Drawing upon my own experience (specifically the suffering of it), I could list quite a few beneficial byproducts of life: it teaches me, it disciplines me, and it enables hope. Life is the laboratory of trials and events which reveals the world’s weakness, and transforms me into a shape which might accept something “other-worldly”.

 

Hidden within each day is a the gift of dim, veiled expressions of eternal things, for examle: faithfulness—displayed in the rising of the sun rising; sovereignty—illuminated in the designs within creation; and grace—shown in the way hope grows even in the most arid places.

 

Life is the place where God comes to us and gives us a new version of it. Where we are gifted breath, we are being gifted a place for salvation to manifest (oh, Lord let me want this and be satisfied by it).

 

Although a hardship-free life has a shimmering allure and a salvational appeal, it is not the goal.
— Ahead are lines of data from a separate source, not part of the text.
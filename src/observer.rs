// src/observer.rs
//! Observer and staleness-callback registries

use crate::gps::data::NavigationFix;
use std::sync::Arc;

/// Receives the fused state after every merged fragment.
///
/// Called on the thread that delivered the fragment, with no manager lock
/// held, so it may call back into the manager.
pub trait FixObserver: Send + Sync {
    fn update(&self, fix: &NavigationFix);
}

impl<F> FixObserver for F
where
    F: Fn(&NavigationFix) + Send + Sync,
{
    fn update(&self, fix: &NavigationFix) {
        self(fix)
    }
}

/// Invoked once per watchdog firing.
pub type StaleCallback = Arc<dyn Fn() + Send + Sync>;

/// Ordered set of shared entries keyed by allocation identity.
///
/// Iteration follows registration order.
pub struct Registry<T: ?Sized> {
    entries: Vec<Arc<T>>,
}

impl<T: ?Sized> Registry<T> {
    pub fn new() -> Self {
        Self { entries: Vec::new() }
    }

    /// Returns false if this exact entry is already registered
    pub fn register(&mut self, entry: Arc<T>) -> bool {
        if self.contains(&entry) {
            return false;
        }
        self.entries.push(entry);
        true
    }

    /// Returns false if the entry was not registered
    pub fn remove(&mut self, entry: &Arc<T>) -> bool {
        let before = self.entries.len();
        self.entries.retain(|existing| !same_entry(existing, entry));
        self.entries.len() != before
    }

    pub fn contains(&self, entry: &Arc<T>) -> bool {
        self.entries.iter().any(|existing| same_entry(existing, entry))
    }

    /// Clone the current entries so they can be called without holding a lock
    pub fn snapshot(&self) -> Vec<Arc<T>> {
        self.entries.clone()
    }

    pub fn len(&self) -> usize {
        self.entries.len()
    }

    pub fn is_empty(&self) -> bool {
        self.entries.is_empty()
    }
}

impl<T: ?Sized> Default for Registry<T> {
    fn default() -> Self {
        Self::new()
    }
}

// Compare data pointers only; vtable pointers are not unique per type
fn same_entry<T: ?Sized>(a: &Arc<T>, b: &Arc<T>) -> bool {
    std::ptr::eq(Arc::as_ptr(a) as *const (), Arc::as_ptr(b) as *const ())
}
Non-suffering in itself is not the ticket to ultimate satisfaction. That I should have no problems, is not the “gift” of life—this life, anyway. (This is me preaching to myself right now). A utopian life, made possible by me, is not the real escape-hatch from the consequences of my human-reality, and the loneliness and fear and disappointment therein. Christ is the goal, He is our only salvation—and by his example, it is a process that includes great suffering and humiliation. The goal is Christ, who triumphs and perfects and heals all of life’s failings and the vast damage done by it.

 

I’m all for practicing gratitude and making a discipline of seeing the good in what have in our grasp, but there are days—for some, even decades—where it is all we can do just to ask for the gift of being sure of what to hope for and uplifted by what we cannot see.

 

Each day is a gift, if only to clean up a mess, or to walk through the anxiety of an unknown future, or to be sustained as the poster-child for brokenness. To be flatly unable to attain a shred of happiness and to be made fully aware of the limitations of humanness… It is a gift to suffer, and to become humbled—to be humiliated!—and to still be breathing all the while because…

 

Because?

 

It is only fuel for our imminent and eventual resurrection. God comes to His people of need, and causes real resurrections as we finally accept our real state of hopelessness without Him. To that end, the needier the better.

 

Life is a gift from God, for God. When I become convinced of this to the point where it is my inhale and exhale, a divine alignment occurs by which my human ailments are largely overcome simply by the fact that I am no longer aligned with my skin-and-bones, and therefore, its ailing.

 

It is not God’s desire or design that we should suffer forever. But the only real, lasting, effective way to escape the consequences of our human-reality is to be rescued by Christ, Himself.

 

Life is a gift—how? Well, outside of experiential proof, I could theorize and reverse-engineer myself from the truth to its reasoning all day long. And by that method, I would come up with reasons that either hit the mark or miss it completely. And I might come up with reasons that inspire and encourage and convict and motivate. But perhaps the sum of all the reasons is not at as great as wholly believing that, simply: all of life is a gift.

 

The fact of our creation is a wonderful thing, that we would someday have eternal life and a relationship with our Creator.

 

Wherever you are Camela, I remember you. I know a bit of you. As one of my friends says, “I see you, sister soldier.” I am grateful for our meeting because the words that you somehow pried loose from my mouth are the words I need to hear today, too.

 

God come and resurrect me with your life today.

 

(Details of the story have been changed out of respect for Camela).

2 thoughts on “Camela

  1. Natalie, your writing is a gift. Always making me think, giving me a reminder, and often exactly what I need to read at the right time. You are a gift my friend. Thank you for letting God use your gift.